Background and aims: This study aimed to investigate the influence of enteral glutamine (GLN) supplementation on Peyer's patch apoptosis in severely burned mice.

Methods: Thirty-four mice were randomly assigned to a normal group (n=10), an EN group (n=12) and an EN supplemented with GLN (EN+GLN) group (n=12) and the mice in the EN and EN+GLN groups received a full-thickness scald burn over 20% total body surface area (TBSA) on the back. The burned mice then were fed orally with a common EN or an isonitrogenous and isocaloric EN supplemented with GLN for 7 days. On day 7 after injury, all surviving mice were euthanised and the entire intestine was collected. The percentage of apoptotic cells and cell percentage of phenotype in Peyer's patches were determined by flow cytometry (FCM). The FasL expression in Peyer's patches was analysed by reverse transcription polymer chain reaction (RT-PCR) and FCM. Both TNF-alpha levels and caspase-3 activity in Peyer's patches were also assessed.

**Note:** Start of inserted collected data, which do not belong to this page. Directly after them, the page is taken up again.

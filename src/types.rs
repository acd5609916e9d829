//! Domain records shared across the crate: leads as the server returns
//! them, the staged (undoable) action, and the status vocabulary.

use std::time::Duration;

use chrono::{DateTime, Utc};
use serde::{Deserialize, Serialize};
use serde_json::{Map, Value};

/// Lead lifecycle status as stored by the server.
///
/// `pending` marks a lead routed to the follow-up queue; `done` and
/// `archived` are terminal.
#[derive(Debug, Clone, Copy, PartialEq, Eq, Serialize, Deserialize)]
#[serde(rename_all = "lowercase")]
pub enum LeadStatus {
    Active,
    Pending,
    Done,
    Rejected,
    Archived,
}

impl Default for LeadStatus {
    fn default() -> Self {
        LeadStatus::Active
    }
}

impl LeadStatus {
    pub fn as_str(&self) -> &'static str {
        match self {
            LeadStatus::Active => "active",
            LeadStatus::Pending => "pending",
            LeadStatus::Done => "done",
            LeadStatus::Rejected => "rejected",
            LeadStatus::Archived => "archived",
        }
    }
}

/// What a staged action does to its leads when it commits.
#[derive(Debug, Clone, Copy, PartialEq, Eq, Serialize, Deserialize)]
#[serde(rename_all = "lowercase")]
pub enum ActionKind {
    /// One status update per lead, sent in parallel.
    Done,
    /// Single batched forward-to-archive request.
    Forward,
}

impl ActionKind {
    pub fn as_str(&self) -> &'static str {
        match self {
            ActionKind::Done => "done",
            ActionKind::Forward => "forward",
        }
    }
}

/// A lead record owned by an agent.
///
/// The payload map is free-form: uploaded files decide the keys, so the
/// same logical field shows up under several spellings (`full name`,
/// `full_name`, `Full_Name`). Accessors below do the fallback dance so
/// callers never touch the raw keys.
#[derive(Debug, Clone, Serialize, Deserialize)]
#[serde(rename_all = "camelCase")]
pub struct Lead {
    #[serde(rename = "_id")]
    pub id: String,
    #[serde(default)]
    pub status: LeadStatus,
    /// Agent the lead is assigned to.
    #[serde(default, skip_serializing_if = "Option::is_none")]
    pub assigned_to: Option<String>,
    /// Upload batch the lead came from.
    #[serde(default, skip_serializing_if = "Option::is_none")]
    pub file_name: Option<String>,
    #[serde(default)]
    pub data: Map<String, Value>,
}

impl Lead {
    /// Contact name from the payload, whichever spelling the upload used.
    pub fn display_name(&self) -> Option<&str> {
        self.payload_str(&["full name", "full_name", "Full_Name"])
    }

    /// Phone number from the payload. Spreadsheet exports prefix numbers
    /// with `p:` to force text cells; that artifact is stripped here.
    pub fn display_phone(&self) -> Option<String> {
        let raw = ["phone number", "phone_number", "Phone"]
            .iter()
            .find_map(|k| self.data.get(*k).filter(|v| !v.is_null()))?;
        let text = match raw {
            Value::String(s) => s.clone(),
            other => other.to_string(),
        };
        let text = text.trim();
        let text = text.strip_prefix("p:").unwrap_or(text).trim();
        if text.is_empty() {
            None
        } else {
            Some(text.to_string())
        }
    }

    pub fn city(&self) -> Option<&str> {
        self.payload_str(&["city", "City"])
    }

    /// Case-insensitive search across payload values and the source file
    /// name. An empty term matches everything.
    pub fn matches(&self, term: &str) -> bool {
        if term.is_empty() {
            return true;
        }
        let needle = term.to_lowercase();
        let value_matches = |v: &Value| match v {
            Value::String(s) => s.to_lowercase().contains(&needle),
            other => other.to_string().to_lowercase().contains(&needle),
        };
        self.data.values().any(value_matches)
            || self
                .file_name
                .as_deref()
                .map_or(false, |f| f.to_lowercase().contains(&needle))
    }

    fn payload_str(&self, keys: &[&str]) -> Option<&str> {
        keys.iter()
            .find_map(|k| self.data.get(*k).and_then(Value::as_str))
    }
}

/// The staged status change: hidden from the visible list, not yet sent
/// to the server, reversible until the undo window elapses.
///
/// Persisted as `{ids, type, timestamp}` with an epoch-millisecond
/// timestamp so the stored record survives restarts and the remaining
/// window can be recomputed on reopen.
#[derive(Debug, Clone, PartialEq, Eq, Serialize, Deserialize)]
pub struct PendingAction {
    pub ids: Vec<String>,
    #[serde(rename = "type")]
    pub kind: ActionKind,
    #[serde(with = "chrono::serde::ts_milliseconds")]
    pub timestamp: DateTime<Utc>,
}

impl PendingAction {
    pub fn new(ids: Vec<String>, kind: ActionKind) -> Self {
        Self {
            ids,
            kind,
            timestamp: Utc::now(),
        }
    }

    pub fn covers(&self, id: &str) -> bool {
        self.ids.iter().any(|i| i == id)
    }

    /// Time left in the undo window, `None` once it has elapsed.
    ///
    /// A timestamp in the future (clock moved backwards) counts as just
    /// created rather than expired.
    pub fn remaining(&self, window: Duration) -> Option<Duration> {
        let elapsed = (Utc::now() - self.timestamp)
            .to_std()
            .unwrap_or(Duration::ZERO);
        window.checked_sub(elapsed).filter(|d| !d.is_zero())
    }
}

#[cfg(test)]
mod tests {
    use super::*;
    use chrono::TimeZone;

    fn lead_from_json(json: &str) -> Lead {
        serde_json::from_str(json).unwrap()
    }

    #[test]
    fn test_lead_wire_parse() {
        // Shape the server returns from /files/my-pending
        let lead = lead_from_json(
            r#"{
                "_id": "665f1a2b3c4d5e6f70818283",
                "status": "pending",
                "assignedTo": "664a0b1c2d3e4f5061728394",
                "fileName": "may-batch.xlsx",
                "data": {
                    "full name": "Dana Cohen",
                    "phone number": "p:054-1234567",
                    "city": "Haifa"
                }
            }"#,
        );

        assert_eq!(lead.id, "665f1a2b3c4d5e6f70818283");
        assert_eq!(lead.status, LeadStatus::Pending);
        assert_eq!(lead.file_name.as_deref(), Some("may-batch.xlsx"));
        assert_eq!(lead.display_name(), Some("Dana Cohen"));
        assert_eq!(lead.display_phone().as_deref(), Some("054-1234567"));
        assert_eq!(lead.city(), Some("Haifa"));
    }

    #[test]
    fn test_lead_payload_fallback_spellings() {
        let lead = lead_from_json(
            r#"{
                "_id": "l1",
                "data": { "Full_Name": "Avi Levi", "Phone": 543219876 }
            }"#,
        );

        assert_eq!(lead.status, LeadStatus::Active);
        assert_eq!(lead.display_name(), Some("Avi Levi"));
        // Numeric phone cells come back as JSON numbers
        assert_eq!(lead.display_phone().as_deref(), Some("543219876"));
        assert_eq!(lead.city(), None);
    }

    #[test]
    fn test_lead_search_matches_payload_and_file() {
        let lead = lead_from_json(
            r#"{
                "_id": "l2",
                "fileName": "expo-leads.csv",
                "data": { "full_name": "Noa Barak", "city": "Tel Aviv" }
            }"#,
        );

        assert!(lead.matches(""));
        assert!(lead.matches("noa"));
        assert!(lead.matches("TEL aviv"));
        assert!(lead.matches("expo"));
        assert!(!lead.matches("jerusalem"));
    }

    #[test]
    fn test_pending_action_wire_format() {
        let action = PendingAction {
            ids: vec!["a".to_string(), "b".to_string()],
            kind: ActionKind::Forward,
            timestamp: Utc.timestamp_millis_opt(1_716_200_000_000).unwrap(),
        };

        let json = serde_json::to_string(&action).unwrap();
        assert!(json.contains(r#""type":"forward""#));
        assert!(json.contains("1716200000000"));

        let parsed: PendingAction = serde_json::from_str(&json).unwrap();
        assert_eq!(parsed, action);
    }

    #[test]
    fn test_pending_action_remaining_window() {
        let window = Duration::from_secs(60);

        let fresh = PendingAction::new(vec!["a".to_string()], ActionKind::Done);
        let left = fresh.remaining(window).unwrap();
        assert!(left > Duration::from_secs(59));

        let mut stale = fresh.clone();
        stale.timestamp = Utc::now() - chrono::Duration::seconds(65);
        assert_eq!(stale.remaining(window), None);

        let mut midway = fresh;
        midway.timestamp = Utc::now() - chrono::Duration::seconds(10);
        let left = midway.remaining(window).unwrap();
        assert!(left > Duration::from_secs(49) && left <= Duration::from_secs(50));
    }
}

Results: The results revealed that the percentage of lymphocyte subsets in Peyer's patches after burn injury significantly altered: the percentage of CD4 and CD19 cells declined and the percentage of CD8 cells correspondingly increased, when compared with the normal control mice (p<0.05). On the other hand, the total apoptotic ratio and all lymphocytes subset apoptosis in Peyer's patches were markedly increased (p<0.05), which were consistent with up-regulation in the FasL expression at the levels of both mRNA and protein, TNF-alpha levels and caspase-3 activity in Peyer's patches. Enteral GLN supplementation partially reversed these changes: the total apoptotic ratio and all lymphocytes subpopulation apoptosis in Peyer's patches were markedly decreased when compared with the EN group (p<0.05). The percentage of lymphocyte subsets within Peyer's patches also restored the condition prior to injury. However, no significant differences in the FasL expression, including mRNA and protein, were observed between the EN and EN+GLN groups. Although, both TNF-alpha levels and caspase-3 activity in Peyer's patches were lower in the EN+GLN group than in the EN group (p<0.05).

Conclusions: This study suggests that enteral GLN supplementation is superior to a common enteral nutrition with respect to attenuating apoptosis in Peyer's patches, which might be more effective in decreasing TNF-alpha levels and down-regulating caspase-3 activity in Peyer's patches.